壮年Aのおじさんはちょっと訳ありで、携帯を小型化、軽量化する事に命をかけているメーカーの設計者達を知っている。彼らの1g、1cm3はそれこそ生き残りをかけた壮絶な戦いのはずである。今、目の前にしている女子高校生が愛用する携帯は新しい機種でおそらくその重量は100g前後じゃないかしら。それなのにそれなのに、それに付いているストラップの総重量は、その中核をなすタイ焼きを含むとどう見ても、300gはありそうだ。計400gを彼女は楽しそうに苦なく扱っているのだ。

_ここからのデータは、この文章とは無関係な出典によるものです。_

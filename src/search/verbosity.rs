/// How much the solver reports while it works, mapped onto the maximum
/// [`tracing::Level`] of the subscriber.
#[derive(clap::ValueEnum, Debug, Default, Clone, Copy, PartialEq, Eq)]
pub enum Verbosity {
    /// Only errors
    Silent,
    /// Search progress and final statistics
    #[default]
    Normal,
    /// Also table sizes, bounds and per-iteration details
    Verbose,
    /// Everything
    Debug,
}

impl From<Verbosity> for tracing::Level {
    fn from(value: Verbosity) -> Self {
        match value {
            Verbosity::Silent => tracing::Level::ERROR,
            Verbosity::Normal => tracing::Level::INFO,
            Verbosity::Verbose => tracing::Level::DEBUG,
            Verbosity::Debug => tracing::Level::TRACE,
        }
    }
}
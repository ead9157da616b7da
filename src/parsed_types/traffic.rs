#[derive(Debug, Clone, Copy, PartialEq, Eq)]
pub enum Movement {
    /// Up, down, left and right
    Four,
    /// Also the diagonals
    Eight,
}

/// An obstacle starting at `(x, y)` and moving by `(dx, dy)` every tick.
#[derive(Debug, Clone, Copy, PartialEq, Eq)]
pub struct ObstacleSpec {
    pub x: i64,
    pub y: i64,
    pub dx: i64,
    pub dy: i64,
}

#[derive(Debug, Clone, PartialEq, Eq)]
pub struct TrafficInstance {
    pub width: usize,
    pub height: usize,
    pub start: (usize, usize),
    pub goal: (usize, usize),
    pub movement: Movement,
    /// One row per line of the grid, `true` for cells that are permanently
    /// blocked
    pub grid: Vec<Vec<bool>>,
    pub obstacles: Vec<ObstacleSpec>,
}
use segvec::{Linear, SegVec};
use std::num::NonZeroUsize;

/// Handle of a node in a [`NodePool`]. Stores the slot index plus one, so
/// `Option<NodeId>` is as small as a bare index.
#[derive(Debug, Clone, Copy, PartialEq, Eq, Hash, PartialOrd, Ord)]
pub struct NodeId(NonZeroUsize);

impl NodeId {
    #[inline(always)]
    fn from_index(index: usize) -> Self {
        Self(NonZeroUsize::MIN.saturating_add(index))
    }

    #[inline(always)]
    pub fn id(&self) -> usize {
        self.0.get() - 1
    }
}

/// Parent of the root node.
pub const NO_NODE: NodeId = NodeId(NonZeroUsize::MAX);

/// Bulk storage for search nodes. Nodes are never freed one by one: a node
/// found to be useless goes back on the free list and its slot is handed out
/// again by the next [`NodePool::construct`], and the storage as a whole is
/// dropped on [`NodePool::reset`].
///
/// The backing [`SegVec`] grows by adding segments, so growing the pool never
/// moves nodes that are already allocated.
#[derive(Debug)]
pub struct NodePool<N> {
    nodes: SegVec<N, Linear>,
    free: Vec<NodeId>,
}

impl<N> Default for NodePool<N> {
    fn default() -> Self {
        Self::new()
    }
}

impl<N> NodePool<N> {
    pub fn new() -> Self {
        Self {
            nodes: SegVec::new(),
            free: Vec::new(),
        }
    }

    pub fn construct(&mut self, node: N) -> NodeId {
        match self.free.pop() {
            Some(node_id) => {
                *self.get_mut(node_id) = node;
                node_id
            }
            None => {
                let node_id = NodeId::from_index(self.nodes.len());
                self.nodes.push(node);
                node_id
            }
        }
    }

    /// Give the slot of `node_id` back to the pool. The handle must not be
    /// used afterwards.
    pub fn destruct(&mut self, node_id: NodeId) {
        debug_assert!(node_id.id() < self.nodes.len(), "Invalid node id");
        debug_assert!(
            self.free.last() != Some(&node_id),
            "Node {:?} destructed twice",
            node_id
        );
        self.free.push(node_id);
    }

    pub fn reset(&mut self) {
        self.nodes = SegVec::new();
        self.free.clear();
    }

    #[inline(always)]
    pub fn get(&self, node_id: NodeId) -> &N {
        self.nodes.get(node_id.id()).expect("Invalid node id")
    }

    #[inline(always)]
    pub fn get_mut(&mut self, node_id: NodeId) -> &mut N {
        self.nodes.get_mut(node_id.id()).expect("Invalid node id")
    }

    /// Number of live nodes.
    pub fn len(&self) -> usize {
        self.nodes.len() - self.free.len()
    }

    pub fn is_empty(&self) -> bool {
        self.len() == 0
    }

    /// Number of slots ever allocated since the last reset.
    pub fn allocated(&self) -> usize {
        self.nodes.len()
    }
}
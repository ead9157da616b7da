use crate::search::{
    AppliedEdge, ClosedList, Domain, NodeId, NodePool, Plan, SearchNode, NO_NODE, ZERO_COST,
};

/// A [`SearchSpace`] manages the nodes of a best-first search: the pool they
/// live in and the closed list used to detect duplicates.
#[derive(Debug)]
pub struct SearchSpace<D: Domain> {
    nodes: NodePool<SearchNode<D>>,
    closed: ClosedList,
}

impl<D: Domain> SearchSpace<D> {
    pub fn new(closed_capacity: usize) -> Self {
        Self {
            nodes: NodePool::new(),
            closed: ClosedList::new(closed_capacity),
        }
    }

    /// Prepare for a new search on `domain`, dropping all nodes.
    pub fn reset(&mut self, domain: &D) {
        self.nodes.reset();
        if self.closed.is_initialised() {
            self.closed.clear();
        } else {
            self.closed.init(domain);
        }
    }

    pub fn construct(&mut self, node: SearchNode<D>) -> NodeId {
        self.nodes.construct(node)
    }

    /// Discard a node that was never registered in the closed list.
    pub fn destruct(&mut self, node_id: NodeId) {
        self.nodes.destruct(node_id);
    }

    pub fn register(&mut self, domain: &D, node_id: NodeId, hash: u64) {
        self.closed.add(domain, &mut self.nodes, node_id, Some(hash));
    }

    pub fn find(&self, packed: &D::PackedState, hash: u64) -> Option<NodeId> {
        self.closed.find(&self.nodes, packed, hash)
    }

    #[inline(always)]
    pub fn get_node(&self, node_id: NodeId) -> &SearchNode<D> {
        self.nodes.get(node_id)
    }

    #[inline(always)]
    pub fn get_node_mut(&mut self, node_id: NodeId) -> &mut SearchNode<D> {
        self.nodes.get_mut(node_id)
    }

    #[inline(always)]
    pub fn nodes_mut(&mut self) -> &mut NodePool<SearchNode<D>> {
        &mut self.nodes
    }

    pub fn len(&self) -> usize {
        self.closed.len()
    }

    pub fn is_empty(&self) -> bool {
        self.closed.is_empty()
    }

    /// Rebuild the path to `goal_id` by following parent links back to the
    /// root and unpacking the states along the way. The cost is summed along
    /// the path, as the g-value of the goal may predate a cheaper path to one
    /// of its ancestors.
    pub fn extract_plan(&self, domain: &D, goal_id: NodeId) -> Plan<D::State, D::Oper> {
        let mut ops = vec![];
        let mut states = vec![];
        let mut current_node = self.get_node(goal_id);
        loop {
            states.push(domain.unpack(current_node.get_packed()));
            if NO_NODE == current_node.get_parent_id() {
                break;
            }
            ops.push(current_node.get_op());
            current_node = self.get_node(current_node.get_parent_id());
        }
        ops.reverse();
        states.reverse();

        let mut state = states[0].clone();
        let mut cost = ZERO_COST;
        for &op in &ops {
            cost += AppliedEdge::apply(domain, &mut state, op).commit();
        }
        Plan::new(ops, states, cost)
    }
}
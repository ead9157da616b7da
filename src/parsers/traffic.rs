//! Provides parsers for traffic grid instances.

use crate::{
    parsed_types::{Movement, ObstacleSpec, TrafficInstance},
    parsers::{keyed, leading_whitespace, parse_i64, parse_usize, ParseResult, Span},
};
use nom::{
    branch::alt,
    bytes::complete::{tag, take_while1},
    character::complete::multispace0,
    combinator::{map, value},
    multi::count,
    sequence::{pair, preceded, tuple},
};

fn parse_movement(input: Span) -> ParseResult<Movement> {
    keyed(
        "movement",
        leading_whitespace(alt((
            value(Movement::Four, tag("four")),
            value(Movement::Eight, tag("eight")),
        ))),
    )(input)
}

/// One row of the grid. Rows are not comment aware, `#` marks a blocked
/// cell here.
fn parse_grid_row(input: Span) -> ParseResult<Vec<bool>> {
    map(
        preceded(multispace0, take_while1(|c: char| c == '.' || c == '#')),
        |row: Span| row.fragment().chars().map(|c| c == '#').collect(),
    )(input)
}

fn parse_obstacle(input: Span) -> ParseResult<ObstacleSpec> {
    map(
        tuple((parse_i64, parse_i64, parse_i64, parse_i64)),
        |(x, y, dx, dy)| ObstacleSpec { x, y, dx, dy },
    )(input)
}

/// Parses a traffic instance: dimensions, start, goal, movement model, the
/// grid of static obstacles and the list of moving obstacles.
pub fn parse_traffic_instance<'a, T: Into<Span<'a>>>(input: T) -> ParseResult<'a, TrafficInstance> {
    let input = input.into();
    let (input, width) = keyed("width", parse_usize)(input)?;
    let (input, height) = keyed("height", parse_usize)(input)?;
    let (input, start) = keyed("start", pair(parse_usize, parse_usize))(input)?;
    let (input, goal) = keyed("goal", pair(parse_usize, parse_usize))(input)?;
    let (input, movement) = parse_movement(input)?;
    let (input, grid) =
        preceded(leading_whitespace(tag("grid")), count(parse_grid_row, height))(input)?;
    let (input, num_obstacles) = keyed("obstacles", parse_usize)(input)?;
    let (input, obstacles) = count(parse_obstacle, num_obstacles)(input)?;

    Ok((
        input,
        TrafficInstance {
            width,
            height,
            start,
            goal,
            movement,
            grid,
            obstacles,
        },
    ))
}

impl crate::parsers::Parser for TrafficInstance {
    type Item = TrafficInstance;

    /// Parses a traffic instance.
    ///
    /// ## See also
    /// See [`parse_traffic_instance`].
    fn parse<'a, S: Into<Span<'a>>>(input: S) -> ParseResult<'a, Self::Item> {
        parse_traffic_instance(input)
    }
}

前々から感じていたのだけれど、車が好きで、車に長く乗っていると知らず知らずの内に社会に飼い馴らされてくるような気がする。追い越し禁止区域で追い越しをしてはならないし、何よりも危険。信号が赤に変われば緊急自動車以外は何がなんでも止まらなくてはならないし、右折車線に入って左に曲がったら反逆者で人に迷惑がかかる。法治国家とは、社会のルールを守る事で多数の人が幸せになって平和な社会が築かれる国の事でしょ。

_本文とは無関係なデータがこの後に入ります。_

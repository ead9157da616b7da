use crate::search::{
    ClosedNode, Cost, Domain, NodeId, OpenNode, INFINITE_COST, NO_NODE, ZERO_COST,
};

/// The status of a search node.
#[derive(Debug, Clone, Copy, PartialEq, Eq)]
pub enum SearchNodeStatus {
    /// Node has been constructed but not registered yet
    New,
    /// Node is in the open list
    Open,
    /// Node has been expanded
    Closed,
}

/// A [`SearchNode`] is a node in the search space. It contains the packed
/// state and the information specific to the search, such as path cost and
/// parent node.
#[derive(Debug, Clone)]
pub struct SearchNode<D: Domain> {
    packed: D::PackedState,
    status: SearchNodeStatus,
    /// G-value of the node, i.e. the cost of the best known path to it.
    g: Cost,
    /// The value the node is ordered by, either the heuristic or the distance
    /// estimate depending on the search.
    h: Cost,
    /// Operator that generated this node
    op: D::Oper,
    /// Operator leading back to the parent, this is never generated when
    /// expanding the node
    pop: D::Oper,
    parent_id: NodeId,
    open_index: Option<usize>,
    closed_next: Option<NodeId>,
}

impl<D: Domain> SearchNode<D> {
    /// Create the root node of a search.
    pub fn new_root(packed: D::PackedState, nop: D::Oper) -> Self {
        Self {
            packed,
            status: SearchNodeStatus::New,
            g: ZERO_COST,
            h: INFINITE_COST,
            op: nop,
            pop: nop,
            parent_id: NO_NODE,
            open_index: None,
            closed_next: None,
        }
    }

    /// Create a node reached from `parent_id` by `op`, with `pop` leading
    /// back.
    pub fn new_with_parent(
        packed: D::PackedState,
        parent_id: NodeId,
        g: Cost,
        op: D::Oper,
        pop: D::Oper,
    ) -> Self {
        Self {
            packed,
            status: SearchNodeStatus::New,
            g,
            h: INFINITE_COST,
            op,
            pop,
            parent_id,
            open_index: None,
            closed_next: None,
        }
    }

    pub fn open(&mut self, h: Cost) {
        self.status = SearchNodeStatus::Open;
        self.h = h;
    }

    /// Move the node to a cheaper path through `parent_id`.
    pub fn reparent(&mut self, parent_id: NodeId, g: Cost, op: D::Oper, pop: D::Oper) {
        debug_assert!(g < self.g, "Reparenting must lower the path cost");
        self.parent_id = parent_id;
        self.g = g;
        self.op = op;
        self.pop = pop;
    }

    pub fn reopen(&mut self) {
        self.status = SearchNodeStatus::Open;
    }

    pub fn close(&mut self) {
        debug_assert_eq!(
            self.status,
            SearchNodeStatus::Open,
            "Node must be open to close it"
        );
        self.status = SearchNodeStatus::Closed;
    }

    pub fn get_status(&self) -> SearchNodeStatus {
        self.status
    }

    pub fn get_packed(&self) -> &D::PackedState {
        &self.packed
    }

    pub fn get_g(&self) -> Cost {
        self.g
    }

    pub fn get_op(&self) -> D::Oper {
        self.op
    }

    pub fn get_pop(&self) -> D::Oper {
        self.pop
    }

    pub fn get_parent_id(&self) -> NodeId {
        self.parent_id
    }
}

impl<D: Domain> OpenNode for SearchNode<D> {
    fn prio(&self) -> Cost {
        self.h
    }

    fn tieprio(&self) -> Cost {
        self.g
    }

    fn open_index(&self) -> Option<usize> {
        self.open_index
    }

    fn set_open_index(&mut self, index: Option<usize>) {
        self.open_index = index;
    }
}

impl<D: Domain> ClosedNode for SearchNode<D> {
    type Packed = D::PackedState;

    fn packed(&self) -> &D::PackedState {
        &self.packed
    }

    fn closed_next(&self) -> Option<NodeId> {
        self.closed_next
    }

    fn set_closed_next(&mut self, next: Option<NodeId>) {
        self.closed_next = next;
    }
}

ただ、ちょっと寂しくなる時がある、それは「賞金稼ぎ」や「タイ焼き」に遭遇した時などに強く感じる。ルール国家の中で何10年も過ごしてしまうと、意味わかんねェ〜事が意味わからず増えている。知識の量や他人への感情の出し具合は確かにお勉強して来たと思うんだけど、感覚というか価値観というか、もしかして自分だけちょっと好きかも、とか、効率的じゃないけどこっちの方がいいや、みたいな超主観的で、強情独裁の極め事を躊躇なく速攻で選択する総合力を失って来たように感じるのだ。
ただ、これって今そこにある肢を衝動的に選択して進むカッコいい生き方への共感とはちょっと違う。他人との差別化を押し入れの暗闇の中で密かに広げて一定時間ニタニタしてから、何食わぬ顔付きで家族の集うリビングに出て来て、「おやじ、どお、最近?」なんて平気で放つ相当ひねた高校生(壮年Aの10代?)に近いような気がするからあまり一般的には魅力など無いものなのかもしれないけれど。

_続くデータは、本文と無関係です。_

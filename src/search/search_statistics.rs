use crate::search::{Cost, INFINITE_COST};
use std::time::{Duration, Instant};
use tracing::info;

const LOG_INTERVAL: Duration = Duration::from_secs(10);

#[derive(Debug, Clone)]
pub struct SearchStatistics {
    /// Number of nodes expanded
    expanded_nodes: u64,
    /// Number of successors generated
    generated_nodes: u64,
    /// Number of successors that turned out to be already known states
    duplicate_nodes: u64,
    /// Number of known states moved to a cheaper path
    reopened_nodes: u64,
    /// Best heuristic value found so far
    best_heuristic_value: Cost,
    /// Time when the search started
    search_start_time: Instant,
    /// Time when the last log was printed, used for periodic logging
    last_log_time: Instant,
}

impl Default for SearchStatistics {
    fn default() -> Self {
        Self::new()
    }
}

impl SearchStatistics {
    pub fn new() -> Self {
        Self {
            expanded_nodes: 0,
            generated_nodes: 0,
            duplicate_nodes: 0,
            reopened_nodes: 0,
            best_heuristic_value: INFINITE_COST,
            search_start_time: Instant::now(),
            last_log_time: Instant::now(),
        }
    }

    pub fn register_heuristic_value(&mut self, heuristic_value: Cost) {
        if heuristic_value < self.best_heuristic_value {
            self.best_heuristic_value = heuristic_value;
            info!(best_heuristic_value = self.best_heuristic_value.into_inner());
        }
    }

    pub fn increment_expanded_nodes(&mut self) {
        self.expanded_nodes += 1;
        self.log_if_needed();
    }

    pub fn increment_generated_nodes(&mut self) {
        self.generated_nodes += 1;
    }

    pub fn increment_duplicate_nodes(&mut self) {
        self.duplicate_nodes += 1;
    }

    pub fn increment_reopened_nodes(&mut self) {
        self.reopened_nodes += 1;
    }

    pub fn expanded_nodes(&self) -> u64 {
        self.expanded_nodes
    }

    pub fn generated_nodes(&self) -> u64 {
        self.generated_nodes
    }

    pub fn duplicate_nodes(&self) -> u64 {
        self.duplicate_nodes
    }

    pub fn reopened_nodes(&self) -> u64 {
        self.reopened_nodes
    }

    pub fn elapsed(&self) -> Duration {
        self.search_start_time.elapsed()
    }

    fn log_if_needed(&mut self) {
        if self.last_log_time.elapsed() > LOG_INTERVAL {
            self.last_log_time = Instant::now();
            self.log();
        }
    }

    fn log(&self) {
        info!(
            expanded_nodes = self.expanded_nodes,
            generated_nodes = self.generated_nodes,
            duplicate_nodes = self.duplicate_nodes,
            reopened_nodes = self.reopened_nodes,
            best_heuristic_value = self.best_heuristic_value.into_inner(),
        );
    }

    pub fn finalise_search(&self) {
        info!("finalising search");
        self.log();
        info!(search_duration = self.search_start_time.elapsed().as_secs_f64());
    }
}
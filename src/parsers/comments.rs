use crate::parsers::{ParseResult, Span};
use nom::bytes::complete::is_not;
use nom::character::complete::{char, multispace0};
use nom::combinator::{opt, value};
use nom::sequence::{pair, terminated, tuple};

/// Skips any number of `#` line comments, together with the whitespace that
/// follows each of them.
pub fn ignore_single_line_comment<'a, S: Into<Span<'a>>>(input: S) -> ParseResult<'a, ()> {
    value(
        (),
        opt(terminated(
            pair(char('#'), opt(is_not("\r\n"))),
            tuple((multispace0, opt(ignore_single_line_comment))),
        )),
    )(input.into())
}

#[cfg(test)]
mod tests {
    use super::*;

    #[test]
    fn just_hash() {
        let (remainder, _comment) = ignore_single_line_comment("#\n").unwrap();
        assert!(remainder.is_empty());
    }

    #[test]
    fn consecutive_comments() {
        let input = "# first\n  # second\n\nlocations 2";
        let (remainder, _comment) = ignore_single_line_comment(input).unwrap();
        assert_eq!(remainder.fragment(), &"locations 2");
    }

    #[test]
    fn no_comment_keeps_text() {
        let (remainder, _comment) = ignore_single_line_comment("width 3").unwrap();
        assert_eq!(remainder.fragment(), &"width 3");
    }
}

そういう意味でもう一つ。さっき環八ですれ違った大型トラックの運転席の天井(外の)には象牙が飾られていた。今やちょっと強面のお兄さんが出入りする事務所の壁や、村の長老でもある有力者の応接間くらいにしか存在しないあの象牙だ。幅2m位あった立派なやつ。あれってよく知らないけど高価で動物保護法とか関係あるんでしょ。これも一つの意味わかんねェ〜価値観の相違で街道走りの醍醐味の一つ。
そういやそういやもう一つ。従兄弟の従兄弟で遠い親戚のヤツ。消防車の払い下げ(そんなもんあるんだ)買って来て、シャコタンにしたとか伯父さんの葬式で自慢してたけど。あいつどうしたかな。消防車でドリフトとかやったら面白そう。その前に消防車ってFRか?